What you are asked to do: Output all records exactly.

Dataset records:
use serde_json::Value;

use crate::error::RulesResult;
use crate::ruleset::RuleMatch;
use crate::stage::{EvaluationStage, Operation, RuleContext, StageDecision, Verdict};

/// Data-shape check for writes.
///
/// Every `.validate` rule governing a written path must hold: those on its
/// ancestors, on the written node itself and on every node of the new
/// subtree that has a rule. Nodes left empty by the write are skipped, so
/// deletes always validate. Reads always pass.
pub struct ValidationStage;

impl ValidationStage {
    fn check(at: &RuleMatch<'_>, context: &RuleContext<'_>) -> Option<String> {
        if !context.after.exists(&at.path) {
            return None;
        }
        let rule = at.node.validate.as_ref()?;
        if rule.check(&context.scope(at)) {
            None
        } else {
            Some(format!(".validate failed at {}: {}", at.path, rule.source()))
        }
    }

    /// Validate the new subtree below `at`, depth first in key order.
    fn check_descendants(at: &RuleMatch<'_>, context: &RuleContext<'_>) -> Option<String> {
        if !at.node.has_validation() {
            return None;
        }
        let Some(Value::Object(children)) = context.after.get(&at.path) else {
            return None;
        };
        for key in children.keys() {
            let Some(child) = at.descend(key) else {
                continue;
            };
            if let Some(reason) = Self::check(&child, context) {
                return Some(reason);
            }
            if let Some(reason) = Self::check_descendants(&child, context) {
                return Some(reason);
            }
        }
        None
    }
}

impl EvaluationStage for ValidationStage {
    fn name(&self) -> &str {
        "validation"
    }

    fn verdict(&self) -> Verdict {
        Verdict::Validation
    }

    fn evaluate(
        &self,
        operation: &Operation,
        context: &RuleContext<'_>,
    ) -> RulesResult<StageDecision> {
        if matches!(operation, Operation::Read { .. }) {
            return Ok(StageDecision::Pass);
        }
        let rules = context.before.rules();

        for target in super::targets(operation)? {
            let lineage = rules.lineage(&target);
            for at in &lineage {
                if let Some(reason) = Self::check(at, context) {
                    return Ok(StageDecision::Fail { reason });
                }
            }
            // The rules tree may end above the target.
            if let Some(node) = lineage.last().filter(|at| at.path == target) {
                if let Some(reason) = Self::check_descendants(node, context) {
                    return Ok(StageDecision::Fail { reason });
                }
            }
        }
        Ok(StageDecision::Pass)
    }
}

#[cfg(test)]
mod tests {
    use super::*;
    use crate::ruleset::Ruleset;
    use crate::snapshot::Snapshot;
    use mockfire_store::DataTree;
    use mockfire_types::DbPath;
    use serde_json::json;

    fn decide(rules: Value, data: Value, operation: Operation) -> StageDecision {
        let before = Snapshot::new(
            DataTree::from_value(data).unwrap(),
            Ruleset::from_json(&rules).unwrap(),
            None,
        );
        let after = match &operation {
            Operation::Read { .. } => before.tree().clone(),
            Operation::Write {
                path,
                value,
                priority,
            } => before
                .tree()
                .set(path, value.clone(), priority.clone())
                .unwrap(),
            Operation::Update { path, patch } => before.tree().update(path, patch).unwrap(),
        };
        let context = RuleContext {
            before: &before,
            after: &after,
            now_ms: 0,
            previous_stages: Vec::new(),
        };
        ValidationStage.evaluate(&operation, &context).unwrap()
    }

    fn write(raw: &str, value: Value) -> Operation {
        Operation::Write {
            path: DbPath::parse(raw).unwrap(),
            value,
            priority: None,
        }
    }

    fn age_rules() -> Value {
        json!({"rules": {"users": {"$uid": {
            ".validate": "newData.hasChildren(['name'])",
            "age": {".validate": "newData.isNumber() && newData.val() >= 0"}
        }}}})
    }

    #[test]
    fn reads_always_validate() {
        let rules = json!({"rules": {".validate": false}});
        let op = Operation::Read {
            path: DbPath::root(),
        };
        assert!(decide(rules, json!({"a": 1}), op).is_pass());
    }

    #[test]
    fn node_and_descendants_are_checked() {
        let ok = write("users/ann", json!({"name": "Ann", "age": 3}));
        assert!(decide(age_rules(), json!(null), ok).is_pass());

        let missing_name = write("users/ann", json!({"age": 3}));
        assert!(decide(age_rules(), json!(null), missing_name).is_fail());

        let bad_age = write("users/ann", json!({"name": "Ann", "age": "old"}));
        match decide(age_rules(), json!(null), bad_age) {
            StageDecision::Fail { reason } => assert!(reason.contains("/users/ann/age"), "{reason}"),
            other => panic!("expected failure, got {other:?}"),
        }
    }

    #[test]
    fn ancestors_are_checked() {
        let data = json!({"users": {"ann": {"name": "Ann", "age": 3}}});
        // Removing the name leaves the parent without one.
        let op = write("users/ann/name", Value::Null);
        assert!(decide(age_rules(), data.clone(), op).is_fail());

        let op = write("users/ann/age", json!(4));
        assert!(decide(age_rules(), data, op).is_pass());
    }

    #[test]
    fn deletes_skip_validation() {
        let data = json!({"users": {"ann": {"name": "Ann"}}});
        assert!(decide(age_rules(), data, write("users/ann", Value::Null)).is_pass());
    }

    #[test]
    fn update_targets_validate_individually() {
        let data = json!({"users": {"ann": {"name": "Ann", "age": 3}}});
        let patch = json!({"ann/age": -1}).as_object().cloned().unwrap();
        let op = Operation::Update {
            path: DbPath::parse("users").unwrap(),
            patch,
        };
        assert!(decide(age_rules(), data, op).is_fail());
    }
}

Response:
use serde_json::Value;

use crate::error::RulesResult;
use crate::ruleset::RuleMatch;
use crate::stage::{EvaluationStage, Operation, RuleContext, StageDecision, Verdict};

/// Data-shape check for writes.
///
/// Every `.validate` rule governing a written path must hold: those on its
/// ancestors, on the written node itself and on every node of the new
/// subtree that has a rule. Nodes left empty by the write are skipped, so
/// deletes always validate. Reads always pass.
pub struct ValidationStage;

impl ValidationStage {
    fn check(at: &RuleMatch<'_>, context: &RuleContext<'_>) -> Option<String> {
        if !context.after.exists(&at.path) {
            return None;
        }
        let rule = at.node.validate.as_ref()?;
        if rule.check(&context.scope(at)) {
            None
        } else {
            Some(format!(".validate failed at {}: {}", at.path, rule.source()))
        }
    }

    /// Validate the new subtree below `at`, depth first in key order.
    fn check_descendants(at: &RuleMatch<'_>, context: &RuleContext<'_>) -> Option<String> {
        if !at.node.has_validation() {
            return None;
        }
        let Some(Value::Object(children)) = context.after.get(&at.path) else {
            return None;
        };
        for key in children.keys() {
            let Some(child) = at.descend(key) else {
                continue;
            };
            if let Some(reason) = Self::check(&child, context) {
                return Some(reason);
            }
            if let Some(reason) = Self::check_descendants(&child, context) {
                return Some(reason);
            }
        }
        None
    }
}

impl EvaluationStage for ValidationStage {
    fn name(&self) -> &str {
        "validation"
    }

    fn verdict(&self) -> Verdict {
        Verdict::Validation
    }

    fn evaluate(
        &self,
        operation: &Operation,
        context: &RuleContext<'_>,
    ) -> RulesResult<StageDecision> {
        if matches!(operation, Operation::Read { .. }) {
            return Ok(StageDecision::Pass);
        }
        let rules = context.before.rules();

        for target in super::targets(operation)? {
            let lineage = rules.lineage(&target);
            for at in &lineage {
                if let Some(reason) = Self::check(at, context) {
                    return Ok(StageDecision::Fail { reason });
                }
            }
            // The rules tree may end above the target.
            if let Some(node) = lineage.last().filter(|at| at.path == target) {
                if let Some(reason) = Self::check_descendants(node, context) {
                    return Ok(StageDecision::Fail { reason });
                }
            }
        }
        Ok(StageDecision::Pass)
    }
}

#[cfg(test)]
mod tests {
    use super::*;
    use crate::ruleset::Ruleset;
    use crate::snapshot::Snapshot;
    use mockfire_store::DataTree;
    use mockfire_types::DbPath;
    use serde_json::json;

    fn decide(rules: Value, data: Value, operation: Operation) -> StageDecision {
        let before = Snapshot::new(
            DataTree::from_value(data).unwrap(),
            Ruleset::from_json(&rules).unwrap(),
            None,
        );
        let after = match &operation {
            Operation::Read { .. } => before.tree().clone(),
            Operation::Write {
                path,
                value,
                priority,
            } => before
                .tree()
                .set(path, value.clone(), priority.clone())
                .unwrap(),
            Operation::Update { path, patch } => before.tree().update(path, patch).unwrap(),
        };
        let context = RuleContext {
            before: &before,
            after: &after,
            now_ms: 0,
            previous_stages: Vec::new(),
        };
        ValidationStage.evaluate(&operation, &context).unwrap()
    }

    fn write(raw: &str, value: Value) -> Operation {
        Operation::Write {
            path: DbPath::parse(raw).unwrap(),
            value,
            priority: None,
        }
    }

    fn age_rules() -> Value {
        json!({"rules": {"users": {"$uid": {
            ".validate": "newData.hasChildren(['name'])",
            "age": {".validate": "newData.isNumber() && newData.val() >= 0"}
        }}}})
    }

    #[test]
    fn reads_always_validate() {
        let rules = json!({"rules": {".validate": false}});
        let op = Operation::Read {
            path: DbPath::root(),
        };
        assert!(decide(rules, json!({"a": 1}), op).is_pass());
    }

    #[test]
    fn node_and_descendants_are_checked() {
        let ok = write("users/ann", json!({"name": "Ann", "age": 3}));
        assert!(decide(age_rules(), json!(null), ok).is_pass());

        let missing_name = write("users/ann", json!({"age": 3}));
        assert!(decide(age_rules(), json!(null), missing_name).is_fail());

        let bad_age = write("users/ann", json!({"name": "Ann", "age": "old"}));
        match decide(age_rules(), json!(null), bad_age) {
            StageDecision::Fail { reason } => assert!(reason.contains("/users/ann/age"), "{reason}"),
            other => panic!("expected failure, got {other:?}"),
        }
    }

    #[test]
    fn ancestors_are_checked() {
        let data = json!({"users": {"ann": {"name": "Ann", "age": 3}}});
        // Removing the name leaves the parent without one.
        let op = write("users/ann/name", Value::Null);
        assert!(decide(age_rules(), data.clone(), op).is_fail());

        let op = write("users/ann/age", json!(4));
        assert!(decide(age_rules(), data, op).is_pass());
    }

    #[test]
    fn deletes_skip_validation() {
        let data = json!({"users": {"ann": {"name": "Ann"}}});
        assert!(decide(age_rules(), data, write("users/ann", Value::Null)).is_pass());
    }

    #[test]
    fn update_targets_validate_individually() {
        let data = json!({"users": {"ann": {"name": "Ann", "age": 3}}});
        let patch = json!({"ann/age": -1}).as_object().cloned().unwrap();
        let op = Operation::Update {
            path: DbPath::parse("users").unwrap(),
            patch,
        };
        assert!(decide(age_rules(), data, op).is_fail());
    }
}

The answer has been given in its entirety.